Stored items:
Segment Open
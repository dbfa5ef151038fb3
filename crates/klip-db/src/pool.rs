//! Connection pool setup and migrations.

use std::time::Duration;

use sqlx::postgres::PgPoolOptions;
use sqlx::PgPool;
use tracing::info;

use crate::error::DbResult;

/// Connect with sensible worker-side pool limits.
pub async fn connect(database_url: &str, max_connections: u32) -> DbResult<PgPool> {
    let pool = PgPoolOptions::new()
        .max_connections(max_connections)
        .acquire_timeout(Duration::from_secs(10))
        .connect(database_url)
        .await?;
    info!(max_connections, "database pool ready");
    Ok(pool)
}

/// Apply embedded migrations.
pub async fn run_migrations(pool: &PgPool) -> DbResult<()> {
    sqlx::migrate!("./migrations").run(pool).await?;
    info!("migrations applied");
    Ok(())
}
//! Clip record types, output formats and scoring metadata.

use schemars::JsonSchema;
use serde::{Deserialize, Serialize};
use std::fmt;
use uuid::Uuid;

/// Unique identifier for a clip.
#[derive(Debug, Clone, PartialEq, Eq, Hash, Serialize, Deserialize, JsonSchema)]
#[serde(transparent)]
pub struct ClipId(pub String);

impl ClipId {
    /// Generate a new random clip ID.
    pub fn new() -> Self {
        Self(Uuid::new_v4().to_string())
    }

    pub fn as_str(&self) -> &str {
        &self.0
    }
}

impl Default for ClipId {
    fn default() -> Self {
        Self::new()
    }
}

impl fmt::Display for ClipId {
    fn fmt(&self, f: &mut fmt::Formatter<'_>) -> fmt::Result {
        write!(f, "{}", self.0)
    }
}

impl From<String> for ClipId {
    fn from(s: String) -> Self {
        Self(s)
    }
}

impl From<&str> for ClipId {
    fn from(s: &str) -> Self {
        Self(s.to_string())
    }
}

/// Render lifecycle of a clip.
#[derive(Debug, Clone, Copy, PartialEq, Eq, Hash, Serialize, Deserialize, JsonSchema)]
#[serde(rename_all = "snake_case")]
pub enum ClipStatus {
    Pending,
    Rendering,
    Ready,
    Failed,
}

impl ClipStatus {
    /// Transition table for the clip state machine.
    pub fn can_transition_to(self, next: ClipStatus) -> bool {
        use ClipStatus::*;
        matches!(
            (self, next),
            (Pending, Rendering)
                | (Rendering, Ready)
                | (Rendering, Failed)
                | (Pending, Failed)
                // Manual retry path: a failed clip may be re-queued
                | (Failed, Rendering)
        )
    }

    pub fn as_str(self) -> &'static str {
        match self {
            ClipStatus::Pending => "pending",
            ClipStatus::Rendering => "rendering",
            ClipStatus::Ready => "ready",
            ClipStatus::Failed => "failed",
        }
    }

    pub fn parse(s: &str) -> Self {
        match s {
            "pending" => ClipStatus::Pending,
            "rendering" => ClipStatus::Rendering,
            "ready" => ClipStatus::Ready,
            _ => ClipStatus::Failed,
        }
    }
}

impl fmt::Display for ClipStatus {
    fn fmt(&self, f: &mut fmt::Formatter<'_>) -> fmt::Result {
        write!(f, "{}", self.as_str())
    }
}

/// Output aspect of a rendered clip.
#[derive(Debug, Clone, Copy, PartialEq, Eq, Hash, Serialize, Deserialize, JsonSchema, Default)]
#[serde(rename_all = "snake_case")]
pub enum ClipFormat {
    #[default]
    Portrait,
    Square,
    Landscape,
}

impl ClipFormat {
    /// Fixed output dimensions (width, height).
    pub fn dimensions(self) -> (u32, u32) {
        match self {
            ClipFormat::Portrait => (1080, 1920),
            ClipFormat::Square => (1080, 1080),
            ClipFormat::Landscape => (1920, 1080),
        }
    }

    /// Maximum characters per subtitle line for this format.
    ///
    /// Portrait frames are narrower, so lines wrap earlier.
    pub fn max_subtitle_line(self) -> usize {
        match self {
            ClipFormat::Portrait => 28,
            ClipFormat::Square => 34,
            ClipFormat::Landscape => 42,
        }
    }

    pub fn as_str(self) -> &'static str {
        match self {
            ClipFormat::Portrait => "portrait",
            ClipFormat::Square => "square",
            ClipFormat::Landscape => "landscape",
        }
    }

    pub fn parse(s: &str) -> Option<Self> {
        match s {
            "portrait" => Some(ClipFormat::Portrait),
            "square" => Some(ClipFormat::Square),
            "landscape" => Some(ClipFormat::Landscape),
            _ => None,
        }
    }
}

impl fmt::Display for ClipFormat {
    fn fmt(&self, f: &mut fmt::Formatter<'_>) -> fmt::Result {
        write!(f, "{}", self.as_str())
    }
}

/// A subtitle span in clip-relative time.
#[derive(Debug, Clone, PartialEq, Serialize, Deserialize, JsonSchema)]
pub struct SubtitleSegment {
    pub start: f64,
    pub end: f64,
    pub text: String,
}

/// Where the call-to-action appears.
#[derive(Debug, Clone, Copy, PartialEq, Eq, Serialize, Deserialize, JsonSchema)]
#[serde(rename_all = "snake_case")]
pub enum CtaPosition {
    /// Appended as a full-screen end card
    End,
    /// Drawn over the final seconds of the clip
    Overlay,
}

/// Call-to-action suggested by the analysis stage.
#[derive(Debug, Clone, PartialEq, Serialize, Deserialize, JsonSchema)]
pub struct Cta {
    /// 3-8 words, at most 50 characters
    pub text: String,
    pub position: CtaPosition,
    /// Display duration in seconds, 3-5
    pub duration: u32,
}

/// Composite virality score: four 0-25 sub-scores plus improvement tips.
#[derive(Debug, Clone, PartialEq, Serialize, Deserialize, JsonSchema)]
pub struct ViralityScore {
    pub hook: u8,
    pub engagement: u8,
    pub flow: u8,
    pub trend: u8,
    /// Always hook + engagement + flow + trend
    pub total: u8,
    /// 1-3 short improvement tips (may be empty for fallback scores)
    pub tips: Vec<String>,
}

impl ViralityScore {
    /// Build a score from sub-scores, deriving the total.
    pub fn from_parts(hook: u8, engagement: u8, flow: u8, trend: u8, tips: Vec<String>) -> Self {
        Self {
            hook,
            engagement,
            flow,
            trend,
            total: hook + engagement + flow + trend,
            tips,
        }
    }

    /// Fallback score derived from a moment's hook strength alone.
    pub fn from_hook_strength(hook_strength: u8) -> Self {
        Self::from_parts(hook_strength, hook_strength, hook_strength, hook_strength, Vec::new())
    }
}

#[cfg(test)]
mod tests {
    use super::*;

    #[test]
    fn clip_status_transitions() {
        assert!(ClipStatus::Pending.can_transition_to(ClipStatus::Rendering));
        assert!(ClipStatus::Rendering.can_transition_to(ClipStatus::Ready));
        assert!(ClipStatus::Rendering.can_transition_to(ClipStatus::Failed));
        assert!(ClipStatus::Failed.can_transition_to(ClipStatus::Rendering));
        assert!(!ClipStatus::Ready.can_transition_to(ClipStatus::Rendering));
        assert!(!ClipStatus::Ready.can_transition_to(ClipStatus::Failed));
    }

    #[test]
    fn format_dimensions() {
        assert_eq!(ClipFormat::Portrait.dimensions(), (1080, 1920));
        assert_eq!(ClipFormat::Square.dimensions(), (1080, 1080));
        assert_eq!(ClipFormat::Landscape.dimensions(), (1920, 1080));
    }

    #[test]
    fn portrait_wraps_narrowest() {
        assert!(ClipFormat::Portrait.max_subtitle_line() < ClipFormat::Square.max_subtitle_line());
        assert!(ClipFormat::Square.max_subtitle_line() < ClipFormat::Landscape.max_subtitle_line());
    }

    #[test]
    fn virality_total_is_sum() {
        let score = ViralityScore::from_parts(20, 15, 10, 5, vec!["tip".to_string()]);
        assert_eq!(score.total, 50);

        let fallback = ViralityScore::from_hook_strength(10);
        assert_eq!(fallback.total, 40);
        assert!(fallback.tips.is_empty());
    }
}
Segment Closed
[Problem details] Write only the number of lines in the entries that contain the word "trend".

[Answer to the exercise] 5